MONTREAL, QUEBEC, Canada –
Hackers around the World have been rampantly posting online about their opinions on the new Ubisoft video game “Watch Dogs,” which was released last week. The video game is based around a fictional hacker who wanders the streets of Chicago using his cell phone to control nearly any electronic device he wishes, which he uses to gain information and help avoid cyber-terrorists.
“As a hacker, it makes me feel really lame – I could point my phone at a person, and it won’t just hack their bank account. It’s completely absurd that this guy can do this stuff with such ease.” Said a self-proclaimed hacker who goes by the online name Lord Nikon. “The game makes it look too easy. He just scans people with his cell phone, takes their cash or their music, unlocks a car, and drives like an asshole through the city. I can’t do any of that at all. Watchdogs is totally unrealistic.”
Throughout the years, the art of hacking has been portrayed throughout movies, television, and now video games as some sort of exciting, other-worldly experience, where the hacker is always a half-step ahead of the law or other hackers, and spends their nights staring at a computer screen filled with gorgeous graphics. As hacker Cereal Killer points out to us, that isn’t generally the case.
“You know, I don’t see the big deal with this guy in the game.” Said Killer. “Even if I could just take a stroll and steal peoples stuff, walking just takes too much outta me, ya know? I like doing this stuff because I can sit here in my room, eating Bagel Bites, downloading music illegally and watching anime porn. That’s the true life of a hacker. Well, at least it’s my true life. I can’t really speak for everyone.”

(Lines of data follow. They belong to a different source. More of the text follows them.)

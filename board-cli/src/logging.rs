use anyhow::{Result, anyhow};
use tracing_subscriber::{EnvFilter, fmt};

/// Логи идут в stderr, чтобы не смешиваться с выводом команд.
pub fn init_logging(default_level: &str) -> Result<()> {
    let filter = EnvFilter::try_from_default_env()
        .or_else(|_| EnvFilter::try_new(default_level))
        .unwrap_or_else(|_| EnvFilter::new("warn"));

    fmt()
        .with_env_filter(filter)
        .with_target(true)
        .with_writer(std::io::stderr)
        .compact()
        .try_init()
        .map_err(|e| anyhow!("failed to init logging: {e}"))?;

    Ok(())
}
//! Нативный клиент доски объявлений поверх HTTP.
//!
//! Даёт транспорт на `reqwest` для [`board_core::ApiClient`] и файловое
//! хранилище токена. Логика экранов и контроллеров живёт в `board-core`.
#![warn(missing_docs)]

mod error;
mod http_transport;
mod token_file;

pub use error::{BoardClientError, BoardClientResult};
pub use http_transport::{HttpTransport, Timeouts};
pub use token_file::FileTokenStore;

use board_core::ApiClient;

/// Клиент API доски с HTTP-транспортом.
pub type BoardClient = ApiClient<HttpTransport>;

/// Создаёт клиент до `base_url` с заданными таймаутами.
pub fn connect(base_url: impl Into<String>, timeouts: Timeouts) -> BoardClientResult<BoardClient> {
    let transport = HttpTransport::with_timeouts(base_url, timeouts)?;
    Ok(ApiClient::new(transport))
}
//! Key/value and key/value-of-map persistence, plus timestamped
//! checkpoint snapshotting of the configuration directory.

use std::collections::HashMap;
use std::fs;
use std::path::{Path, PathBuf};

use chrono::{Local, NaiveDateTime};
use serde_json::Value;

use crate::error::ConfigError;

pub type KvMap = HashMap<String, String>;
pub type KvMapOfMap = HashMap<String, HashMap<String, String>>;

const CHECKPOINT_FORMAT: &str = "%Y%m%d-%H:%M:%S";

pub struct ConfigStore {
    dir: PathBuf,
}

impl ConfigStore {
    pub fn new(dir: impl Into<PathBuf>) -> Self {
        ConfigStore { dir: dir.into() }
    }

    fn path_for(&self, file_name: &str) -> PathBuf {
        self.dir.join(file_name)
    }

    /// Reads a flat key→value JSON file (e.g. `defaults.json`).
    pub fn read_map(&self, file_name: &str) -> Result<KvMap, ConfigError> {
        let path = self.path_for(file_name);
        if !path.exists() {
            return Ok(KvMap::new());
        }
        let text = fs::read_to_string(&path)?;
        let value: Value = serde_json::from_str(&text)?;
        value_to_kv_map(&value)
    }

    pub fn write_map(&self, file_name: &str, map: &KvMap) -> Result<(), ConfigError> {
        fs::create_dir_all(&self.dir)?;
        let path = self.path_for(file_name);
        let text = serde_json::to_string_pretty(map)?;
        fs::write(path, text)?;
        Ok(())
    }

    /// Reads a key→(key→value) JSON file (e.g. `observer.json`).
    pub fn read_map_of_map(&self, file_name: &str) -> Result<KvMapOfMap, ConfigError> {
        let path = self.path_for(file_name);
        if !path.exists() {
            return Ok(KvMapOfMap::new());
        }
        let text = fs::read_to_string(&path)?;
        let value: Value = serde_json::from_str(&text)?;
        let Value::Object(outer) = value else {
            return Err(ConfigError::InvalidValue {
                key: file_name.to_string(),
                reason: "expected a JSON object".to_string(),
            });
        };
        let mut result = KvMapOfMap::new();
        for (k, v) in outer {
            result.insert(k, value_to_kv_map(&v)?);
        }
        Ok(result)
    }

    pub fn write_map_of_map(&self, file_name: &str, map: &KvMapOfMap) -> Result<(), ConfigError> {
        fs::create_dir_all(&self.dir)?;
        let path = self.path_for(file_name);
        let text = serde_json::to_string_pretty(map)?;
        fs::write(path, text)?;
        Ok(())
    }

    /// Snapshots every tracked config file into
    /// `<dir>/YYYYMMDD-HH:MM:SS/`.
    pub fn checkpoint(&self, file_names: &[&str], now: chrono::DateTime<Local>) -> Result<PathBuf, ConfigError> {
        let stamp = now.format(CHECKPOINT_FORMAT).to_string();
        let checkpoint_dir = self.dir.join(&stamp);
        fs::create_dir_all(&checkpoint_dir)?;
        for name in file_names {
            let src = self.path_for(name);
            if src.exists() {
                fs::copy(&src, checkpoint_dir.join(name))?;
            }
        }
        Ok(checkpoint_dir)
    }

    /// Resolves `readCheckPoint=latest|<timestamp>` to a concrete
    /// checkpoint directory, the lexically-last one for `latest`
    /// since the timestamp format sorts chronologically.
    pub fn resolve_checkpoint(&self, selector: &str) -> Result<PathBuf, ConfigError> {
        if selector == "latest" {
            let mut candidates: Vec<String> = fs::read_dir(&self.dir)?
                .filter_map(|e| e.ok())
                .filter(|e| e.path().is_dir())
                .filter_map(|e| e.file_name().into_string().ok())
                .filter(|name| NaiveDateTime::parse_from_str(name, CHECKPOINT_FORMAT).is_ok())
                .collect();
            candidates.sort();
            let latest = candidates.pop().ok_or_else(|| ConfigError::InvalidValue {
                key: "readCheckPoint".to_string(),
                reason: "no checkpoints found".to_string(),
            })?;
            Ok(self.dir.join(latest))
        } else {
            let path = self.dir.join(selector);
            if !path.is_dir() {
                return Err(ConfigError::InvalidValue {
                    key: "readCheckPoint".to_string(),
                    reason: format!("no checkpoint named {}", selector),
                });
            }
            Ok(path)
        }
    }

    pub fn dir(&self) -> &Path {
        &self.dir
    }
}

fn value_to_kv_map(value: &Value) -> Result<KvMap, ConfigError> {
    let Value::Object(obj) = value else {
        return Err(ConfigError::InvalidValue {
            key: "<root>".to_string(),
            reason: "expected a JSON object".to_string(),
        });
    };
    let mut map = KvMap::new();
    for (k, v) in obj {
        let s = match v {
            Value::String(s) => s.clone(),
            Value::Null => String::new(),
            other => other.to_string(),
        };
        map.insert(k.clone(), s);
    }
    Ok(map)
}

#[cfg(test)]
mod tests {
    use super::*;
    use chrono::TimeZone;
    use tempfile::tempdir;

    #[test]
    fn round_trip_flat_map() {
        let dir = tempdir().unwrap();
        let store = ConfigStore::new(dir.path());
        let mut map = KvMap::new();
        map.insert("fps".to_string(), "15".to_string());
        map.insert("simulationMode".to_string(), "true".to_string());
        store.write_map("defaults.json", &map).unwrap();
        let read_back = store.read_map("defaults.json").unwrap();
        assert_eq!(read_back, map);
    }

    #[test]
    fn round_trip_map_of_map() {
        let dir = tempdir().unwrap();
        let store = ConfigStore::new(dir.path());
        let mut outer = KvMapOfMap::new();
        let mut inner = KvMap::new();
        inner.insert("type".to_string(), "file".to_string());
        outer.insert("observerA".to_string(), inner);
        store.write_map_of_map("observer.json", &outer).unwrap();
        let read_back = store.read_map_of_map("observer.json").unwrap();
        assert_eq!(read_back, outer);
    }

    #[test]
    fn missing_file_reads_as_empty_map() {
        let dir = tempdir().unwrap();
        let store = ConfigStore::new(dir.path());
        assert!(store.read_map("nonexistent.json").unwrap().is_empty());
    }

    #[test]
    fn checkpoint_and_resolve_latest_round_trip() {
        let dir = tempdir().unwrap();
        let store = ConfigStore::new(dir.path());
        let mut map = KvMap::new();
        map.insert("k".to_string(), "v".to_string());
        store.write_map("defaults.json", &map).unwrap();

        let stamp = Local.with_ymd_and_hms(2024, 1, 1, 10, 0, 0).unwrap();
        let checkpoint_dir = store.checkpoint(&["defaults.json"], stamp).unwrap();
        assert!(checkpoint_dir.join("defaults.json").exists());

        let resolved = store.resolve_checkpoint("latest").unwrap();
        assert_eq!(resolved, checkpoint_dir);
    }
}
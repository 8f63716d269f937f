//! Command-line surface. The historical `+flag`/`-flag` token grammar
//! (`+d <dev>`, `+g <group>`, `-g <group>`, ...) is preprocessed into
//! long-option form before handing off to `clap`, so the parser itself
//! stays a plain derive struct instead of hand-rolled token scanning.

use clap::Parser;

#[derive(Debug, Parser)]
#[command(name = "lidar2d-engine", about = "Multi-sensor 2D LiDAR fusion and tracking engine")]
pub struct Cli {
    /// Add a device, `type:name` (e.g. `virtual:front-door`).
    #[arg(long = "device", value_name = "TYPE:NAME")]
    pub devices: Vec<String>,

    /// Include a device group in the active set.
    #[arg(long = "include-group", value_name = "GROUP")]
    pub include_groups: Vec<String>,

    /// Exclude a device group from the active set.
    #[arg(long = "exclude-group", value_name = "GROUP")]
    pub exclude_groups: Vec<String>,

    /// Configuration directory.
    #[arg(long = "conf", value_name = "DIR", default_value = "./config")]
    pub config_dir: String,

    /// Select a checkpoint snapshot: `latest` or an explicit timestamp tag.
    #[arg(long = "use-checkpoint", value_name = "TAG")]
    pub use_checkpoint: Option<String>,

    /// Add an ad-hoc observer: `@key=value,key=value,...`.
    #[arg(long = "observer", value_name = "SPEC")]
    pub ad_hoc_observers: Vec<String>,

    /// Enable a configured observer by name, or `all`.
    #[arg(long = "use-observer", value_name = "NAME")]
    pub use_observers: Vec<String>,

    /// Run cross-device pose auto-registration for this many
    /// milliseconds before the main loop starts.
    #[arg(long = "begin-registration", value_name = "MS")]
    pub begin_registration_ms: Option<u64>,

    /// Enable the tracker.
    #[arg(long = "track")]
    pub track: bool,

    /// Run every configured device in simulation mode.
    #[arg(long = "simulation-mode")]
    pub simulation_mode: bool,

    /// Target frames-per-second for the main loop.
    #[arg(long = "fps", default_value_t = 10)]
    pub fps: u32,

    /// Verbosity level, 0-3. Bare `--verbose` is level 2.
    #[arg(long = "verbose", value_name = "N", num_args = 0..=1, default_missing_value = "2")]
    pub verbose: Option<u8>,
}

#[derive(Debug, Clone, Copy, PartialEq, Eq)]
pub enum ExitCode {
    Success = 0,
    Usage = 1,
    Config = 2,
}

/// Rewrites the legacy `+flag`/`-flag <value>` tokens this system's
/// configuration scripts still carry into the long-option form clap
/// expects, before `Cli::parse_from` ever sees them.
pub fn normalize_legacy_tokens(args: &[String]) -> Vec<String> {
    let mut out = Vec::with_capacity(args.len());
    for arg in args {
        let rewritten = match arg.as_str() {
            "+d" => "--device".to_string(),
            "+g" => "--include-group".to_string(),
            "-g" => "--exclude-group".to_string(),
            "+conf" => "--conf".to_string(),
            "+useCheckPoint" => "--use-checkpoint".to_string(),
            "+observer" => "--observer".to_string(),
            "+useObserver" => "--use-observer".to_string(),
            "+track" => "--track".to_string(),
            "+simulationMode" => "--simulation-mode".to_string(),
            "+fps" => "--fps".to_string(),
            "+v" => "--verbose".to_string(),
            other if other.starts_with('+') || (other.starts_with('-') && other.len() > 1 && !other.starts_with("--")) => {
                other.to_string()
            }
            other => other.to_string(),
        };
        out.push(rewritten);
    }
    out
}

#[cfg(test)]
mod tests {
    use super::*;

    #[test]
    fn normalize_rewrites_plus_device_token() {
        let args = vec!["+d".to_string(), "virtual:front".to_string()];
        let normalized = normalize_legacy_tokens(&args);
        assert_eq!(normalized, vec!["--device".to_string(), "virtual:front".to_string()]);
    }

    #[test]
    fn parses_after_normalization() {
        let raw = vec![
            "lidar2d-engine".to_string(),
            "+d".to_string(),
            "virtual:front".to_string(),
            "+fps".to_string(),
            "20".to_string(),
            "+track".to_string(),
        ];
        let normalized = normalize_legacy_tokens(&raw);
        let cli = Cli::parse_from(normalized);
        assert_eq!(cli.devices, vec!["virtual:front".to_string()]);
        assert_eq!(cli.fps, 20);
        assert!(cli.track);
    }
}
//! Single-slot, overwrite-on-full mailbox used to hand a `RawFrame` from
//! a blocking driver thread to the main acquisition loop.

use std::sync::{Condvar, Mutex};

pub struct Mailbox<T> {
    slot: Mutex<Option<T>>,
    signal: Condvar,
}

impl<T> Default for Mailbox<T> {
    fn default() -> Self {
        Mailbox {
            slot: Mutex::new(None),
            signal: Condvar::new(),
        }
    }
}

impl<T> Mailbox<T> {
    pub fn new() -> Self {
        Self::default()
    }

    /// Publish a value, silently discarding whatever was left unread.
    pub fn publish(&self, value: T) {
        let mut slot = self.slot.lock().unwrap();
        *slot = Some(value);
        self.signal.notify_one();
    }

    /// Non-blocking take: `None` if nothing has been published since
    /// the last take.
    pub fn try_take(&self) -> Option<T> {
        self.slot.lock().unwrap().take()
    }

    /// Block up to `timeout` for a value to arrive.
    pub fn take_timeout(&self, timeout: std::time::Duration) -> Option<T> {
        let slot = self.slot.lock().unwrap();
        if slot.is_some() {
            drop(slot);
            return self.try_take();
        }
        let (mut slot, _) = self.signal.wait_timeout(slot, timeout).unwrap();
        slot.take()
    }
}

#[cfg(test)]
mod tests {
    use super::*;

    #[test]
    fn overwrite_on_full_keeps_only_latest() {
        let mb: Mailbox<i32> = Mailbox::new();
        mb.publish(1);
        mb.publish(2);
        assert_eq!(mb.try_take(), Some(2));
        assert_eq!(mb.try_take(), None);
    }
}
impl ObserverPipeline {
    pub fn new() -> Self {
        ObserverPipeline { observers: HashMap::new() }
    }

    pub fn add(&mut self, observer: Observer) {
        self.observers.insert(observer.config.name.clone(), observer);
    }

    pub fn start_all(&mut self) {
        for o in self.observers.values_mut() {
            o.start();
        }
    }

    pub fn stop_all(&mut self) {
        for o in self.observers.values_mut() {
            o.stop();
        }
    }

    pub fn observe_all(&mut self, trackables: &[Trackable], regions: &RegionModel, occlusion: Option<&OcclusionMap>) {
        for (name, o) in self.observers.iter_mut() {
            if let Err(e) = o.observe(trackables, regions, occlusion) {
                error!("observer {}: disabling after error: {}", name, e);
            }
        }
    }

    pub fn get(&self, name: &str) -> Option<&Observer> {
        self.observers.get(name)
    }
}
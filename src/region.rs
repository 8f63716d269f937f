//! Named/tagged 2D regions, their point-in-region test, and the
//! tag-or-name lookup grammar used to bind an observer to a set of
//! regions.

use serde::{Deserialize, Serialize};

use crate::Point2D;

#[derive(Debug, Clone, Copy, PartialEq, Eq, Serialize, Deserialize)]
pub enum Shape {
    Rectangle,
    Ellipse,
}

#[derive(Debug, Clone, Copy, PartialEq, Eq, Serialize, Deserialize)]
pub enum Edge {
    Top,
    Bottom,
    Left,
    Right,
}

/// A single named area that Trackables are tested against. Lightweight
/// and referenced by id everywhere else rather than owned; the
/// per-region ObservedObjects tables live on the `Observer`s that
/// bind to a region, not on the region itself.
#[derive(Debug, Clone, Serialize, Deserialize)]
pub struct Region {
    pub name: String,
    pub tags: Vec<String>,
    pub layers: Vec<String>,
    pub x: f32,
    pub y: f32,
    pub w: f32,
    pub h: f32,
    pub shape: Shape,
    /// When set, the region degenerates into a half-plane: the test
    /// passes when the point is on the named edge's side, regardless
    /// of extent along the other axis.
    pub edge: Option<Edge>,
    pub invert: bool,
}

impl Region {
    pub fn contains(&self, point: Point2D) -> bool {
        let raw = match self.edge {
            Some(edge) => self.edge_test(edge, point),
            None => match self.shape {
                Shape::Rectangle => self.rectangle_test(point),
                Shape::Ellipse => self.ellipse_test(point),
            },
        };
        raw != self.invert
    }

    fn rectangle_test(&self, (x, y): Point2D) -> bool {
        x >= self.x && x <= self.x + self.w && y >= self.y && y <= self.y + self.h
    }

    fn ellipse_test(&self, (x, y): Point2D) -> bool {
        let cx = self.x + self.w / 2.0;
        let cy = self.y + self.h / 2.0;
        let rx = self.w / 2.0;
        let ry = self.h / 2.0;
        if rx <= 0.0 || ry <= 0.0 {
            return false;
        }
        let nx = (x - cx) / rx;
        let ny = (y - cy) / ry;
        nx * nx + ny * ny <= 1.0
    }

    fn edge_test(&self, edge: Edge, (x, y): Point2D) -> bool {
        match edge {
            Edge::Top => y <= self.y,
            Edge::Bottom => y >= self.y + self.h,
            Edge::Left => x <= self.x,
            Edge::Right => x >= self.x + self.w,
        }
    }
}

/// Holds every configured region, resolving the `regions = [...]`
/// binding grammar for observers.
#[derive(Debug, Clone, Default, Serialize, Deserialize)]
pub struct RegionModel {
    pub regions: Vec<Region>,
}

impl RegionModel {
    pub fn new(regions: Vec<Region>) -> Self {
        RegionModel { regions }
    }

    pub fn by_name(&self, name: &str) -> Option<&Region> {
        self.regions.iter().find(|r| r.name == name)
    }

    /// Resolve a comma-separated tag-or-name token list into the set
    /// of matched region names. `all` matches every region; a leading
    /// `~` on a token inverts that single token's contribution,
    /// removing matches from the accumulated set rather than adding
    /// to it.
    pub fn resolve(&self, token_list: &str) -> Vec<String> {
        let mut matched: Vec<String> = Vec::new();
        for raw_token in token_list.split(',') {
            let token = raw_token.trim();
            if token.is_empty() {
                continue;
            }
            let (invert, token) = match token.strip_prefix('~') {
                Some(rest) => (true, rest),
                None => (false, token),
            };

            let names: Vec<String> = if token == "all" {
                self.regions.iter().map(|r| r.name.clone()).collect()
            } else {
                self.regions
                    .iter()
                    .filter(|r| r.name == token || r.tags.iter().any(|t| t == token))
                    .map(|r| r.name.clone())
                    .collect()
            };

            if invert {
                matched.retain(|m| !names.contains(m));
            } else {
                for n in names {
                    if !matched.contains(&n) {
                        matched.push(n);
                    }
                }
            }
        }
        matched
    }
}

/// Parsed form of `regions = [tag_or_name_list] [= unite_rule]`: the
/// resolved region names plus an optional key under which their
/// ObservedObjects tables merge into one virtual region.
#[derive(Debug, Clone)]
pub struct RegionBinding {
    pub token_list: String,
    pub unite_rule: Option<String>,
}

impl RegionBinding {
    /// Parses `"lobby,~vip = zoneA"` into token list + unite rule.
    pub fn parse(input: &str) -> RegionBinding {
        match input.split_once('=') {
            Some((tokens, rule)) => RegionBinding {
                token_list: tokens.trim().to_string(),
                unite_rule: Some(rule.trim().to_string()),
            },
            None => RegionBinding {
                token_list: input.trim().to_string(),
                unite_rule: None,
            },
        }
    }
}

#[cfg(test)]
mod tests {
    use super::*;

    fn rect(name: &str, tags: &[&str], x: f32, y: f32, w: f32, h: f32) -> Region {
        Region {
            name: name.to_string(),
            tags: tags.iter().map(|s| s.to_string()).collect(),
            layers: Vec::new(),
            x,
            y,
            w,
            h,
            shape: Shape::Rectangle,
            edge: None,
            invert: false,
        }
    }

    #[test]
    fn rectangle_contains_interior_point() {
        let r = rect("a", &[], 0.0, 0.0, 2.0, 2.0);
        assert!(r.contains((1.0, 1.0)));
        assert!(!r.contains((3.0, 1.0)));
    }

    #[test]
    fn ellipse_excludes_corner_of_bounding_box() {
        let mut r = rect("a", &[], 0.0, 0.0, 2.0, 2.0);
        r.shape = Shape::Ellipse;
        assert!(r.contains((1.0, 1.0)));
        assert!(!r.contains((0.01, 0.01)));
    }

    #[test]
    fn invert_flag_negates_the_test() {
        let mut r = rect("a", &[], 0.0, 0.0, 2.0, 2.0);
        r.invert = true;
        assert!(!r.contains((1.0, 1.0)));
        assert!(r.contains((5.0, 5.0)));
    }

    #[test]
    fn edge_qualifier_ignores_the_orthogonal_extent() {
        let mut r = rect("a", &[], 0.0, 0.0, 2.0, 2.0);
        r.edge = Some(Edge::Top);
        // Far outside x-extent, but still north of y=0.
        assert!(r.contains((500.0, -1.0)));
        assert!(!r.contains((500.0, 1.0)));
    }

    #[test]
    fn all_token_matches_every_region() {
        let model = RegionModel::new(vec![rect("a", &[], 0.0, 0.0, 1.0, 1.0), rect("b", &[], 0.0, 0.0, 1.0, 1.0)]);
        let mut names = model.resolve("all");
        names.sort();
        assert_eq!(names, vec!["a".to_string(), "b".to_string()]);
    }

    #[test]
    fn tilde_prefix_removes_a_region_from_the_accumulated_set() {
        let model = RegionModel::new(vec![rect("a", &["vip"], 0.0, 0.0, 1.0, 1.0), rect("b", &[], 0.0, 0.0, 1.0, 1.0)]);
        let names = model.resolve("all,~vip");
        assert_eq!(names, vec!["b".to_string()]);
    }

    #[test]
    fn binding_parses_optional_unite_rule() {
        let binding = RegionBinding::parse("lobby,~vip = zoneA");
        assert_eq!(binding.token_list, "lobby,~vip");
        assert_eq!(binding.unite_rule, Some("zoneA".to_string()));

        let binding = RegionBinding::parse("lobby");
        assert_eq!(binding.unite_rule, None);
    }
}
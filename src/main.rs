use std::path::PathBuf;
use std::process::ExitCode;

use anyhow::Context;
use cipher_keygen::{
    config::{Config, FailurePolicy},
    pipeline::Pipeline,
    store::ArtifactStore,
    variant::{Variant, VariantSpec},
};
use tracing::{error, info};
use tracing_subscriber::{fmt, layer::SubscriberExt, util::SubscriberInitExt, EnvFilter};

fn main() -> anyhow::Result<ExitCode> {
    tracing_subscriber::registry()
        .with(EnvFilter::try_from_default_env().unwrap_or_else(|_| EnvFilter::new("info")))
        .with(fmt::layer())
        .init();

    let path = std::env::args_os().nth(1).map(PathBuf::from);
    let config = Config::resolve(path.as_deref()).context("failed to load configuration")?;
    info!(
        resources_dir = %config.resources_dir.display(),
        verifier_dir = %config.verifier_dir.display(),
        "starting key generation"
    );

    let pipeline = Pipeline::new(ArtifactStore::from_config(&config));
    let specs: Vec<VariantSpec> = config.variants.iter().map(Variant::spec).collect();

    match config.on_failure {
        FailurePolicy::Halt => {
            let reports = pipeline.run(&specs)?;
            info!("generated keys for {} variants", reports.len());
            Ok(ExitCode::SUCCESS)
        }
        FailurePolicy::Continue => {
            let outcomes = pipeline.run_isolated(&specs);
            let failed: Vec<String> = outcomes
                .iter()
                .filter(|(_, outcome)| outcome.is_err())
                .map(|(variant, _)| variant.to_string())
                .collect();
            if failed.is_empty() {
                info!("generated keys for {} variants", outcomes.len());
                Ok(ExitCode::SUCCESS)
            } else {
                error!("key generation failed for {}", failed.join(", "));
                Ok(ExitCode::FAILURE)
            }
        }
    }
}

Real-life hackers tend to experience extreme amounts of boredom brought on by so much waiting around, so bringing the technology developed for the fictional story in Watchdogs to life would be a silver lining for the hoards of anonymous hackers throughout the world.
“If these people could walk around while hacking the computers around them, it would greatly decrease their risks of collapse due to ennui.” Says Dr. Emmanuel Goldstein of the Chicago Memorial Hospital, cardiology division. “This concept would be the best thing to happen to cyber-crime since the invention of wireless internet!”
As technology expands, the hackers that we spoke with had mixed feelings about how great it would be to be able to commit hack the people around them like a character in a video game.
“I prefer to just relax, enjoy a Jolt cola, and watch reruns of The Outer Limits with my girlfriend AcidBurn.” Said a hacker whose online alias is ZeroCool. “I just can’t imagine why I’d want to run all over the city and get all sweaty. Hacking is an intelligent man’s game, a real-world thrill posed in an unreal world. I’ll keep playing the game, but I would never buy into that sort of technology.”